EXERCISE REQUIREMENTS — Reproduce the records below word for word.

MATERIAL FOR THIS TASK —

================

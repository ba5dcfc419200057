//! Command line definitions.

use clap::{Parser, Subcommand};
use std::path::PathBuf;

#[derive(Parser, Debug)]
#[command(
    name = "subnet-explorer",
    version,
    about = "Explore hierarchical IPv4 subnetting. Split, name & lock notable networks for planning."
)]
pub struct Cli {
    #[command(subcommand)]
    pub command: Option<Command>,
}

#[derive(Subcommand, Debug, Clone, PartialEq, Eq)]
pub enum Command {
    /// Show the visible rows of the current view
    Show,
    /// Set the root CIDR
    Root { cidr: String },
    /// Set the maximum prefix length the view subdivides to
    MaxMask {
        #[arg(value_parser = clap::value_parser!(u8).range(0..=32))]
        mask: u8,
    },
    /// Show the children of a subnet
    Expand { cidr: String },
    /// Hide the children of a subnet, keeping descendant expansion
    Collapse { cidr: String },
    /// Create the child subnets and show them
    Split { cidr: String },
    /// Merge descendants back into one row
    Join { cidr: String },
    /// Toggle the lock on a subnet
    Lock { cidr: String },
    /// Name a subnet (locks it); omit the name to clear it
    Name { cidr: String, name: Option<String> },
    /// Print the full subdivision tree of a CIDR
    Tree {
        cidr: String,
        #[arg(value_parser = clap::value_parser!(u8).range(0..=32))]
        max_mask: u8,
        /// Print JSON instead of an indented list
        #[arg(long)]
        json: bool,
    },
    /// Print a share link parameter for the current state
    Share,
    /// Apply a share link parameter (base64url or raw JSON)
    Open { param: String },
    /// Write the share payload as pretty JSON
    ExportJson { path: Option<PathBuf> },
    /// Write names, locks and expansions as CSV
    ExportCsv { path: Option<PathBuf> },
    /// Load a JSON or CSV export
    Import { path: PathBuf },
    /// Clear all subnet state
    Clear,
}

================

RESPONSE BOX —
repository ba5dcfc419200057
//! Command line definitions.

use clap::{Parser, Subcommand};
use std::path::PathBuf;

#[derive(Parser, Debug)]
#[command(
    name = "subnet-explorer",
    version,
    about = "Explore hierarchical IPv4 subnetting. Split, name & lock notable networks for planning."
)]
pub struct Cli {
    #[command(subcommand)]
    pub command: Option<Command>,
}

#[derive(Subcommand, Debug, Clone, PartialEq, Eq)]
pub enum Command {
    /// Show the visible rows of the current view
    Show,
    /// Set the root CIDR
    Root { cidr: String },
    /// Set the maximum prefix length the view subdivides to
    MaxMask {
        #[arg(value_parser = clap::value_parser!(u8).range(0..=32))]
        mask: u8,
    },
    /// Show the children of a subnet
    Expand { cidr: String },
    /// Hide the children of a subnet, keeping descendant expansion
    Collapse { cidr: String },
    /// Create the child subnets and show them
    Split { cidr: String },
    /// Merge descendants back into one row
    Join { cidr: String },
    /// Toggle the lock on a subnet
    Lock { cidr: String },
    /// Name a subnet (locks it); omit the name to clear it
    Name { cidr: String, name: Option<String> },
    /// Print the full subdivision tree of a CIDR
    Tree {
        cidr: String,
        #[arg(value_parser = clap::value_parser!(u8).range(0..=32))]
        max_mask: u8,
        /// Print JSON instead of an indented list
        #[arg(long)]
        json: bool,
    },
    /// Print a share link parameter for the current state
    Share,
    /// Apply a share link parameter (base64url or raw JSON)
    Open { param: String },
    /// Write the share payload as pretty JSON
    ExportJson { path: Option<PathBuf> },
    /// Write names, locks and expansions as CSV
    ExportCsv { path: Option<PathBuf> },
    /// Load a JSON or CSV export
    Import { path: PathBuf },
    /// Clear all subnet state
    Clear,
}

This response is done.